Last updated: March 2026
Auto Repair Shop vs Auto Detailing Business: Which Business Should You Buy?
How Do Auto Repair Shops and Auto Detailing Businesses Compare?
These are two very different businesses that happen to share a parking lot. Auto repair shops are essential services with recurring, non-discretionary demand. Auto detailing businesses are largely discretionary, weather-sensitive, and highly fragmented at the small end of the market.
The deal data reflects that gap clearly.
| Metric | Auto Repair Shop | Auto Detailing Business |
|---|---|---|
| Median Asking Price | $635,000 | Limited data |
| Median Cash Flow (SDE) | $200,000 | Limited data |
| Average Multiple | 3.0x | Limited data |
| Typical DSCR (est.) | 3.0x | Not established |
| Equity Injection (10%) | $63,500 | Varies widely |
Market data for Auto Detailing Business is limited. The figures above for detailing are based on general industry benchmarks rather than active listing aggregates.
Auto repair shops trade at 3.0x SDE on the median, which sits squarely in the SBA sweet spot of 3x to 5x. That pricing means a buyer pays a fair price for a business with genuine infrastructure: bays, lifts, diagnostic equipment, and a book of returning customers.
Detailing businesses, particularly owner-operated mobile operations or small shops, often list at lower nominal prices but carry compressed margins, heavy owner dependency, and limited financial documentation. Lenders have seen that story before.
Based on Regalis Capital's analysis of recent acquisitions, auto repair shops are the stronger SBA acquisition target between these two. The median $635,000 price at 3.0x SDE produces an estimated DSCR of 3.0x, which clears the 1.5x floor and the 2.0x target with room to spare. Detailing businesses lack the deal volume and financial documentation that SBA lenders prefer.
What Are the Key Operational Differences?
Auto repair shops require licensed technicians, typically ASE-certified, and in many states the shop itself must hold a repair dealer license. Equipment costs are significant: a two-post lift runs $4,000 to $10,000, and a full shop with four to six bays represents hundreds of thousands in hard assets. That asset base actually helps SBA underwriting.
Detailing businesses have almost no barrier to entry. A van, a pressure washer, and a few hundred dollars in supplies is enough to start one.
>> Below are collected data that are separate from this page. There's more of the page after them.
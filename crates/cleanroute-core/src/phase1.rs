//! Candidate group generation (spec §4.4).

use crate::geo::{adjacent_zones, travel_minutes, zone_of};
use crate::scoring::{rounded_total, score_group};
use cleanroute_domain::{
    CandidateGroup, DecisionEvent, EventType, GroupScoreWeights, Phase1Params, RunId, Task, TaskId,
    ZoneId, ZONE_UNMAPPED,
};
use itertools::Itertools;
use std::collections::{BTreeMap, BTreeSet};

pub struct Phase1Output {
    pub groups: Vec<CandidateGroup>,
    pub events: Vec<DecisionEvent>,
}

struct RawGroup {
    task_ids: Vec<TaskId>,
    seed: TaskId,
}

fn canonical(mut ids: Vec<TaskId>) -> Vec<TaskId> {
    ids.sort();
    ids.dedup();
    ids
}

fn ranked_neighbors(
    seed: &Task,
    pool: &[&Task],
    max_travel_min: i64,
    neighbor_limit: usize,
) -> Vec<(TaskId, i64)> {
    let mut ranked: Vec<(TaskId, i64)> = pool
        .iter()
        .map(|t| (t.id, travel_minutes(seed.coords(), t.coords())))
        .filter(|(_, travel)| *travel <= max_travel_min)
        .collect();
    ranked.sort_by_key(|(id, travel)| (*travel, *id));
    ranked.truncate(neighbor_limit);
    ranked
}

/// Run Phase 1 over the full task set.
pub fn generate_candidate_groups(
    run_id: RunId,
    tasks: &[Task],
    params: &Phase1Params,
    weights: GroupScoreWeights,
) -> Phase1Output {
    let zones: BTreeMap<TaskId, ZoneId> = tasks
        .iter()
        .map(|t| (t.id, zone_of(t.lat, t.lon)))
        .collect();

    let mut by_zone: BTreeMap<ZoneId, Vec<&Task>> = BTreeMap::new();
    for task in tasks {
        by_zone.entry(zones[&task.id]).or_default().push(task);
    }

    let mut raw_groups: Vec<RawGroup> = Vec::new();
    let mut events: Vec<DecisionEvent> = Vec::new();

    for seed in tasks {
        let seed_zone = zones[&seed.id];
        if seed_zone == ZONE_UNMAPPED {
            raw_groups.push(RawGroup { task_ids: vec![seed.id], seed: seed.id });
            events.push(DecisionEvent::new(
                run_id,
                EventType::Phase1GroupSingleCreated,
                serde_json::json!({ "seed": seed.id, "reason": "UNMAPPED_ZONE" }),
            ));
            continue;
        }

        let mut pool: Vec<&Task> = by_zone.get(&seed_zone).cloned().unwrap_or_default();
        pool.retain(|t| t.id != seed.id);
        if params.use_adjacent_zones {
            for neighbor_zone in adjacent_zones(seed_zone) {
                if let Some(tasks_in_zone) = by_zone.get(&neighbor_zone) {
                    for t in tasks_in_zone {
                        if !pool.iter().any(|p| p.id == t.id) {
                            pool.push(t);
                        }
                    }
                }
            }
        }

        let mut ranked = ranked_neighbors(seed, &pool, params.nearby_seed_max_min, params.neighbor_limit);
        if ranked.is_empty() {
            let fallback_ranked =
                ranked_neighbors(seed, &pool, params.fallback_seed_max_min, params.neighbor_limit);
            // The widened radius was consulted; PHASE1_USED_FALLBACK_20 fires
            // regardless of whether it found anything (spec §4.4 step 1c).
            events.push(DecisionEvent::new(
                run_id,
                EventType::Phase1UsedFallback20,
                serde_json::json!({
                    "seed": seed.id,
                    "fallback_seed_max_min": params.fallback_seed_max_min,
                }),
            ));
            if fallback_ranked.is_empty() {
                raw_groups.push(RawGroup { task_ids: vec![seed.id], seed: seed.id });
                events.push(DecisionEvent::new(
                    run_id,
                    EventType::Phase1GroupSingleCreated,
                    serde_json::json!({ "seed": seed.id, "reason": "NO_NEIGHBORS_IN_EITHER_RADIUS" }),
                ));
                continue;
            }
            ranked = fallback_ranked;
        }

        let neighbor_ids: Vec<TaskId> = ranked.iter().map(|(id, _)| *id).collect();
        let task_by_id: BTreeMap<TaskId, &Task> =
            pool.iter().map(|t| (t.id, *t)).chain(std::iter::once((seed.id, seed))).collect();

        // Pairs.
        for &a in &neighbor_ids {
            raw_groups.push(RawGroup { task_ids: canonical(vec![seed.id, a]), seed: seed.id });
        }

        // Triples, each with an optional fourth member (spec §4.4 step 1d:
        // the quadruple exception is governed purely by travel distance, not
        // by `max_apts`, which documents the normal 3-task cap).
        for combo in neighbor_ids.iter().combinations(2) {
            let (a, b) = (*combo[0], *combo[1]);
            let triple = canonical(vec![seed.id, a, b]);
            raw_groups.push(RawGroup { task_ids: triple.clone(), seed: seed.id });

            // Quadruples: try every remaining neighbor as the fourth member.
            for &c in &neighbor_ids {
                if triple.contains(&c) {
                    continue;
                }
                let min_travel_to_existing = triple
                    .iter()
                    .filter_map(|&member| {
                        let member_task = task_by_id.get(&member)?;
                        let c_task = task_by_id.get(&c)?;
                        Some(travel_minutes(member_task.coords(), c_task.coords()))
                    })
                    .min();
                if let Some(min_travel) = min_travel_to_existing {
                    if min_travel <= params.allow_fourth_if_travel_le_min {
                        let quad = canonical(vec![seed.id, a, b, c]);
                        raw_groups.push(RawGroup { task_ids: quad, seed: seed.id });
                    }
                }
            }
        }
    }

    // Dedupe by canonical key, keeping the first seed encountered.
    let mut seen: BTreeSet<Vec<TaskId>> = BTreeSet::new();
    let mut deduped: Vec<RawGroup> = Vec::new();
    for group in raw_groups {
        if seen.insert(group.task_ids.clone()) {
            deduped.push(group);
        }
    }

    let task_by_id: BTreeMap<TaskId, &Task> = tasks.iter().map(|t| (t.id, t)).collect();
    let mut scored: Vec<CandidateGroup> = deduped
        .into_iter()
        .map(|group| build_candidate_group(group, &task_by_id, &zones, weights))
        .collect();

    scored.sort_by(|a, b| {
        b.score
            .partial_cmp(&a.score)
            .unwrap()
            .then_with(|| a.task_ids.cmp(&b.task_ids))
    });
    scored.truncate(params.max_groups_total);

    for group in &scored {
        let event_type = if group.is_single {
            EventType::Phase1GroupSingleCreated
        } else {
            EventType::Phase1GroupCandidate
        };
        if event_type == EventType::Phase1GroupCandidate {
            events.push(DecisionEvent::new(
                run_id,
                event_type,
                serde_json::json!({
                    "task_ids": group.task_ids,
                    "seed": group.seed,
                    "avg_travel_min": group.avg_travel_min,
                    "max_travel_min": group.max_travel_min,
                    "score": group.score,
                }),
            ));
        }
    }

    Phase1Output { groups: scored, events }
}

fn build_candidate_group(
    raw: RawGroup,
    task_by_id: &BTreeMap<TaskId, &Task>,
    zones: &BTreeMap<TaskId, ZoneId>,
    weights: GroupScoreWeights,
) -> CandidateGroup {
    let ids = raw.task_ids;
    let is_single = ids.len() == 1;

    let (avg_travel_min, max_travel_min) = if is_single {
        (0.0, 0)
    } else {
        let mut pairwise = Vec::new();
        for pair in ids.iter().combinations(2) {
            let a = task_by_id[pair[0]];
            let b = task_by_id[pair[1]];
            pairwise.push(travel_minutes(a.coords(), b.coords()));
        }
        let sum: i64 = pairwise.iter().sum();
        let avg = sum as f64 / pairwise.len() as f64;
        let max = *pairwise.iter().max().unwrap();
        (avg, max)
    };

    let seed_zone = zones[&raw.seed];
    let same_zone = ids.iter().all(|id| zones[id] == seed_zone);

    let breakdown = score_group(avg_travel_min, max_travel_min, same_zone, weights);
    let score = rounded_total(breakdown.total());

    CandidateGroup {
        task_ids: ids,
        seed: raw.seed,
        zone: seed_zone,
        avg_travel_min: crate::geo::round_1dp(avg_travel_min),
        max_travel_min,
        score,
        is_single,
    }
}

#[cfg(test)]
mod tests {
    use super::*;
    use cleanroute_domain::{ApartmentType, LogisticCode};
    use chrono::NaiveTime;

    fn task(id: i64, lat: f64, lon: f64) -> Task {
        Task {
            id: TaskId(id),
            logistic_code: LogisticCode(id),
            lat,
            lon,
            client_id: id,
            premium: false,
            straordinaria: false,
            apartment_type: ApartmentType::A,
            priority: None,
            cleaning_minutes: 60,
            checkout_time: None,
            checkin_time: Some(NaiveTime::from_hms_opt(23, 0, 0).unwrap()),
        }
    }

    #[test]
    fn same_building_pair_emits_one_candidate() {
        let tasks = vec![task(1, 45.464, 9.19), task(2, 45.464, 9.19)];
        let output = generate_candidate_groups(
            RunId::new(),
            &tasks,
            &Phase1Params::default(),
            GroupScoreWeights::default(),
        );
        let pairs: Vec<_> = output.groups.iter().filter(|g| g.size() == 2).collect();
        assert_eq!(pairs.len(), 1);
        assert_eq!(pairs[0].task_ids, vec![TaskId(1), TaskId(2)]);
        assert_eq!(pairs[0].score, 105.0);
    }

    #[test]
    fn groups_are_sorted_ascending_and_deduped() {
        let tasks = vec![task(1, 45.464, 9.19), task(2, 45.4641, 9.1901)];
        let output = generate_candidate_groups(
            RunId::new(),
            &tasks,
            &Phase1Params::default(),
            GroupScoreWeights::default(),
        );
        for group in &output.groups {
            let mut sorted = group.task_ids.clone();
            sorted.sort();
            sorted.dedup();
            assert_eq!(sorted, group.task_ids);
        }
    }

    #[test]
    fn isolated_seed_falls_back_to_singleton() {
        let tasks = vec![task(1, 45.464, 9.19)];
        let output = generate_candidate_groups(
            RunId::new(),
            &tasks,
            &Phase1Params::default(),
            GroupScoreWeights::default(),
        );
        assert_eq!(output.groups.len(), 1);
        assert!(output.groups[0].is_single);
        assert!(output
            .events
            .iter()
            .any(|e| e.event_type == EventType::Phase1UsedFallback20));
        assert!(output.events.iter().any(|e| e.event_type
            == EventType::Phase1GroupSingleCreated
            && e.payload["reason"] == "NO_NEIGHBORS_IN_EITHER_RADIUS"));
    }

    /// Spec §8 scenario 6: the widened radius is consulted and this time
    /// finds a neighbor the narrow radius missed; PHASE1_USED_FALLBACK_20
    /// must still fire (it marks that the widened set was consulted, not
    /// that it came back empty).
    #[test]
    fn fallback_radius_finds_neighbor_missed_by_nearby_radius() {
        let tasks = vec![task(1, 45.464, 9.19), task(2, 45.4781, 9.19)];
        let mut params = Phase1Params::default();
        params.nearby_seed_max_min = 2;

        let output = generate_candidate_groups(RunId::new(), &tasks, &params, GroupScoreWeights::default());

        assert!(output
            .events
            .iter()
            .any(|e| e.event_type == EventType::Phase1UsedFallback20));
        assert!(!output
            .events
            .iter()
            .any(|e| e.event_type == EventType::Phase1GroupSingleCreated));
        let pairs: Vec<_> = output.groups.iter().filter(|g| g.size() == 2).collect();
        assert_eq!(pairs.len(), 1);
    }
}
That is also why they are nearly impossible to defend competitively, and why the financials on small detailing operations often look like a hobby rather than a business.
Staffing complexity differs sharply. An auto repair shop with $200,000 in owner cash flow is likely generating $600,000 to $900,000 in revenue, requiring multiple technicians and a service advisor or manager. A detailing business at a similar revenue level is rare and almost always requires a well-documented systems infrastructure to justify an acquisition price.
Owner hours are significant in both, but the nature of the work differs. Repair shop owners who are not technicians themselves can manage the operation from the front desk. Detailing businesses at the small end are almost entirely owner-operated, and the "business" leaves with the owner when he walks out the door.
Which Business Has Better SBA Financing Terms?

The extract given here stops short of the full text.